СВ: Кстати, одно обстоятельство меня удивляет. Поэзия ваша весьма эпична и все более и более эпичнеет, что ли…
ИБ: «Эпичнеет» — это замечательно…
СВ: Но при этом вы до сих пор не разразились каким-нибудь монументальным романом в стихах.
ИБ: Вы знаете, я ведь два раза предпринимал подобную попытку. Ну, по молодости лет я написал эту ахинею — «Шествие». Мне тогда было чуть больше двадцати. Потом, когда все уже посерьезнело, я написал нечто, что — даже и сейчас, когда я оглядываюсь на это — хотя это уже почти и невозможно — мне представляется произведением чрезвычайно серьезным.
СВ: «Горбунов и Горчаков»?
ИБ: Да. А что касается «Комедии Дивины»… Ну я не знаю, но, видимо, нет — уже не напишу. Если бы я жил в России, дома — тогда, может быть, я и предпринял бы подобную попытку в третий раз. Знаете, ведь такие вещи можно сочинять, только находясь в каком-то естественном контексте. Когда ты начинаешь думать: ладно, я им сейчас всем врежу — и старым, и малым. То есть и предшественникам, и потомкам, да? Подобный сентимент может вас одолевать исключительно в том случае, если вы находитесь в своей естественной среде. Когда же вы из нее выпадаете — или выбываете — то существование начинает носить несколько более отчаянный характер. И уже не до грандиозных замыслов.
СВ: А с другой стороны то, что по-русски называется несколько высокопарным словом «изгнание», дает фантастическое преимущество в виде эффекта остранения.
ИБ: Совершенно верно. Но у меня уж этого самого остранения навалом. Я вообще чересчур уж наостранялся, вы знаете. Это уже превратилось в инстинкт. Зарекаться, конечно, не надо, да я и не зарекаюсь, но по тому, как жизнь идет — крупных произведений мне уже не сочинять. А читателю — не читать. Не говоря уж о том, что они не читают того, что уже написано людьми получше нас — скажем, «Гильгамеш», Гомера или, допустим, того же Данте.
СВ: Ну люди всегда предпочитают читать современников. И за это их стыдить не приходится, хотя есть такая вечная тенденция: вздымать руки к небу и сокрушаться, что вот, не читают Гомера, а читают, как когда-то Саша Черный сказал, «поэта Бородавкина». Но это же ерунда. Потому что современный поэт всегда скажет нечто, что гораздо больнее резанет по коже, чем любой классик. Так всегда было и будет. Это совершенно нормальная вещь.

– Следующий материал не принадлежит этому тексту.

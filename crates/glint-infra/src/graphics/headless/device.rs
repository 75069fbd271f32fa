// Copyright 2025 eraflo
//
// Licensed under the Apache License, Version 2.0 (the "License");
// you may not use this file except in compliance with the License.
// You may obtain a copy of the License at
//
//     http://www.apache.org/licenses/LICENSE-2.0
//
// Unless required by applicable law or agreed to in writing, software
// distributed under the License is distributed on an "AS IS" BASIS,
// WITHOUT WARRANTIES OR CONDITIONS OF ANY KIND, either express or implied.
// See the License for the specific language governing permissions and
// limitations under the License.

use std::collections::HashMap;

use glint_core::renderer::api::{
    ActiveUniform, DriverCapabilities, ProgramBinary, ProgramObjectId, ShaderStage,
    StageObjectId, TextureId, UniformLocation, UniformUpload,
};
use glint_core::renderer::{ShaderDevice, ShaderError};

use super::binary;
use super::declarations::{declared_uniforms, error_directive};

/// Binary format tag the headless driver writes and accepts by default.
pub const HEADLESS_BINARY_FORMAT: u32 = 0x474C_0001;

/// An owned copy of a uniform upload.
#[derive(Debug, Clone, PartialEq)]
#[allow(missing_docs)]
pub enum UploadValue {
    Float { components: u8, data: Vec<f32> },
    Int { components: u8, data: Vec<i32> },
    Matrix { dim: u8, transpose: bool, data: Vec<f32> },
}

impl From<UniformUpload<'_>> for UploadValue {
    fn from(upload: UniformUpload<'_>) -> Self {
        match upload {
            UniformUpload::Float { components, data } => UploadValue::Float {
                components,
                data: data.to_vec(),
            },
            UniformUpload::Int { components, data } => UploadValue::Int {
                components,
                data: data.to_vec(),
            },
            UniformUpload::Matrix {
                dim,
                transpose,
                data,
            } => UploadValue::Matrix {
                dim,
                transpose,
                data: data.to_vec(),
            },
        }
    }
}

/// One accepted `set_uniform` call.
#[derive(Debug, Clone, PartialEq)]
pub struct RecordedUpload {
    /// The program in use when the call was made.
    pub program: ProgramObjectId,
    /// Target location.
    pub location: UniformLocation,
    /// Uploaded data.
    pub value: UploadValue,
}

#[derive(Debug)]
struct HeadlessStage {
    stage: ShaderStage,
    source: String,
    compiled: bool,
    info_log: String,
}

ИБ: Не знаю, не знаю… Может быть… Ну может быть я чего-нибудь предприму вроде оденовского «For the Time Being», если Бог даст. Это, знаете ли, не от меня зависит. Ведь сочиняешь более или менее в зависимости от того, как твоя собственная просодия развивается. А вовсе не потому, что тебе есть что сказать. Вы знаете, ведь существует какой-то такой непосредственный диктат языка: слова начинают звучать — то-се, пятое-десятое. Не знаю, может быть, моя просодия и доизменяется до какого-нибудь эпоса. С другой стороны, вот Монтале ничего такого не сочинил эпического. Да и Элиот тоже ничего такого особенно эпического не сочинял, хотя он, конечно, примером служить не может. И Йейтс ничего эпического не сочинял.
СВ: И Мандельштам… А у Пастернака его стихотворный роман «Спекторский» — не из лучших его сочинений.
ИБ: Ну, Пастернак сочинил этого самого «Доктора Живагу».
СВ: Пардон, это же проза!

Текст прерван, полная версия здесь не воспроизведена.